Robert Giffard est le seigneur idéal. Il va soutenir ses engagés qu’il accueille dans le manoir que certains ont construit pendant que d’autres défrichaient et ensemençaient le sol. Dès l’année suivante, ils procèdent à la récolte des grains. Trop peu pour en vendre ; presque assez pour subsister.
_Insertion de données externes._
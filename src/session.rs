//! Session driver: one game plus everything around it.
//!
//! Owns the current [`GameState`], the descent timer, the high-score store and
//! the game-over name prompt. Every key press and timer firing becomes at most
//! one engine transition; the driver then re-syncs the timer and, when the
//! game has just ended, opens the game-over screen.

use crossterm::event::{KeyCode, KeyEvent, KeyEventKind, KeyModifiers};
use tracing::{debug, error, info};

use crate::core::{GameState, Randomizer, SimpleRng};
use crate::highscore::{qualifies, HighScore, HighScoreStore, MAX_NAME_LEN};
use crate::input::{map_key_event, should_quit, InputCommand};
use crate::term::{FrameBuffer, GameOverView, GameView, NamePrompt, Viewport};
use crate::timer::DescentTimer;
use crate::types::GameAction;

/// What the main loop should do after an event.
#[derive(Debug, Clone, Copy, PartialEq, Eq)]
pub enum Flow {
    Continue,
    Quit,
}

#[derive(Debug, Clone, Copy, PartialEq, Eq)]
enum EntryStatus {
    Editing,
    Saved,
    SaveFailed,
    NotQualified,
}

/// Game-over screen state.
#[derive(Debug, Clone, PartialEq, Eq)]
struct GameOverScreen {
    name: String,
    status: EntryStatus,
}

impl GameOverScreen {
    fn prompt(&self) -> NamePrompt<'_> {
        match self.status {
            EntryStatus::Editing => NamePrompt::Editing(&self.name),
            EntryStatus::Saved => NamePrompt::Saved,
            EntryStatus::SaveFailed => NamePrompt::SaveFailed,
            EntryStatus::NotQualified => NamePrompt::NotQualified,
        }
    }
}

pub struct Session<R = SimpleRng> {
    game: GameState<R>,
    timer: DescentTimer,
    store: HighScoreStore,
    high_scores: Vec<HighScore>,
    over: Option<GameOverScreen>,
    game_view: GameView,
    over_view: GameOverView,
}

impl<R: Randomizer + Clone> Session<R> {
    pub fn new(game: GameState<R>, store: HighScoreStore, now_ms: u64) -> Self {
        let high_scores = store.load();
        let mut timer = DescentTimer::new();
        timer.sync(&game, now_ms);

        Self {
            game,
            timer,
            store,
            high_scores,
            over: None,
            game_view: GameView::default(),
            over_view: GameOverView,
        }
    }

    pub fn game(&self) -> &GameState<R> {
        &self.game
    }

    pub fn high_scores(&self) -> &[HighScore] {
        &self.high_scores
    }

    /// The name prompt state; `None` while a game is running.
    pub fn prompt(&self) -> Option<NamePrompt<'_>> {
        self.over.as_ref().map(GameOverScreen::prompt)
    }

    /// How long the main loop may block waiting for input.
    pub fn timeout_ms(&self, now_ms: u64) -> Option<u64> {
        self.timer.remaining_ms(now_ms)
    }

    /// Fire the descent timer if due. Returns whether the game changed.
    pub fn tick(&mut self, now_ms: u64) -> bool {
        if !self.timer.poll(now_ms) {
            return false;
        }
        self.apply(GameAction::MoveDown, now_ms);
        true
    }

    pub fn handle_key(&mut self, key: KeyEvent, now_ms: u64) -> Flow {
        if key.kind == KeyEventKind::Release {
            return Flow::Continue;
        }
        if self.over.is_some() {
            return self.handle_game_over_key(key, now_ms);
        }

        match map_key_event(key) {
            Some(InputCommand::Quit) => Flow::Quit,
            Some(InputCommand::Restart) => {
                self.restart(now_ms);
                Flow::Continue
            }
            Some(InputCommand::Action(action)) => {
                self.apply(action, now_ms);
                Flow::Continue
            }
            None => Flow::Continue,
        }
    }

    fn handle_game_over_key(&mut self, key: KeyEvent, now_ms: u64) -> Flow {
        // Esc and Ctrl-C always quit; plain letters may be part of a name.
        if key.code == KeyCode::Esc
            || (key.code == KeyCode::Char('c') && key.modifiers.contains(KeyModifiers::CONTROL))
        {
            return Flow::Quit;
        }

        let Some(screen) = self.over.as_mut() else {
            return Flow::Continue;
        };

        if screen.status != EntryStatus::Editing {
            if should_quit(key) {
                return Flow::Quit;
            }
            if matches!(key.code, KeyCode::Char('r') | KeyCode::Char('R')) {
                self.restart(now_ms);
            }
            return Flow::Continue;
        }

        match key.code {
            KeyCode::Enter if !screen.name.is_empty() => {
                let score = self.game.score();
                screen.status = match self.store.save(&screen.name, score) {
                    Ok(()) => EntryStatus::Saved,
                    Err(err) => {
                        error!(
                            error = %err,
                            path = %self.store.path().display(),
                            "failed to save high score"
                        );
                        EntryStatus::SaveFailed
                    }
                };
                self.high_scores = self.store.load();
            }
            KeyCode::Backspace | KeyCode::Delete => {
                screen.name.pop();
            }
            KeyCode::Char(c)
                if !key.modifiers.contains(KeyModifiers::CONTROL)
                    && !c.is_control()
                    && screen.name.chars().count() < MAX_NAME_LEN =>
            {
                screen.name.push(c);
            }
            _ => {}
        }
        Flow::Continue
    }

    fn apply(&mut self, action: GameAction, now_ms: u64) {
        debug!(action = action.as_str(), "apply");
        self.game = self.game.clone().apply(action);
        self.timer.sync(&self.game, now_ms);

        if self.game.game_over() && self.over.is_none() {
            self.open_game_over();
        }
    }

    fn open_game_over(&mut self) {
        let score = self.game.score();
        let status = if qualifies(&self.high_scores, score) {
            EntryStatus::Editing
        } else {
            EntryStatus::NotQualified
        };
        info!(score, qualifies = status == EntryStatus::Editing, "game over screen");
        self.over = Some(GameOverScreen {
            name: String::new(),
            status,
        });
    }

    /// Discard the game and start a fresh one, continuing the random stream.
    pub fn restart(&mut self, now_ms: u64) {
        info!(score = self.game.score(), "restart");
        self.game = GameState::with_rng(self.game.rng().clone());
        self.over = None;
        self.timer.reset();
        self.timer.sync(&self.game, now_ms);
    }

    pub fn render_into(&self, viewport: Viewport, fb: &mut FrameBuffer) {
        match &self.over {
            Some(screen) => self.over_view.render_into(
                self.game.score(),
                screen.prompt(),
                &self.high_scores,
                viewport,
                fb,
            ),
            None => self.game_view.render_into(&self.game, viewport, fb),
        }
    }
}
Manoir seigneurial de Robert Giffard

Manoir seigneurial de Robert Giffard,
seigneurie de Beauport

« On m’a demandé, écrit le père Paul LeJeune dans la Relation de 1636, si, défrichant les terres et les labourant, elles produiront assez pour leurs habitants [...] Je réponds que oui : c’est le sentiment de ceux qui s’y entendent. Le sieur Giffard, qui n’a défriché que durant deux ans, et encore laissant plusieurs souches, espère recueillir cette année, si son blé correspond à ce qu’il montre maintenant, pour nourrir vingt personnes. Dès l’an passé, il recueillit huit poinçons de froment, deux poinçons de pois, trois poinçons de blé d’Inde. Sa terre est bonne, toutes ne sont pas semblables ».
  Bien avant le terme de leur contrat, les engagés participent – souvent avec l’aide des autres – à la construction de leur propre demeure. Dans la seigneurie de Beauport, les terres sont officiellement concédées trois ans après l’arrivée des engagés. Élevé au statut de colon ou d’habitant, l’émigrant se marie. Il le fera à l’église de Québec. À la première génération du moins, le contrat de mariage peut avoir été signé au manoir seigneurial qui est au centre des activités de la seigneurie de Beauport.

C’est à la porte du manoir que, chaque année à date fixe, le colon verse l’argent du cens ou qu’il dépose des produits de valeur équivalente. C’est là également que les propriétaires d’arrière-fiefs rendent foi et hommage et là encore, que les habitants de la seigneurie se réunissent pour la plantation du mai, une fête populaire dont le seigneur est le centre.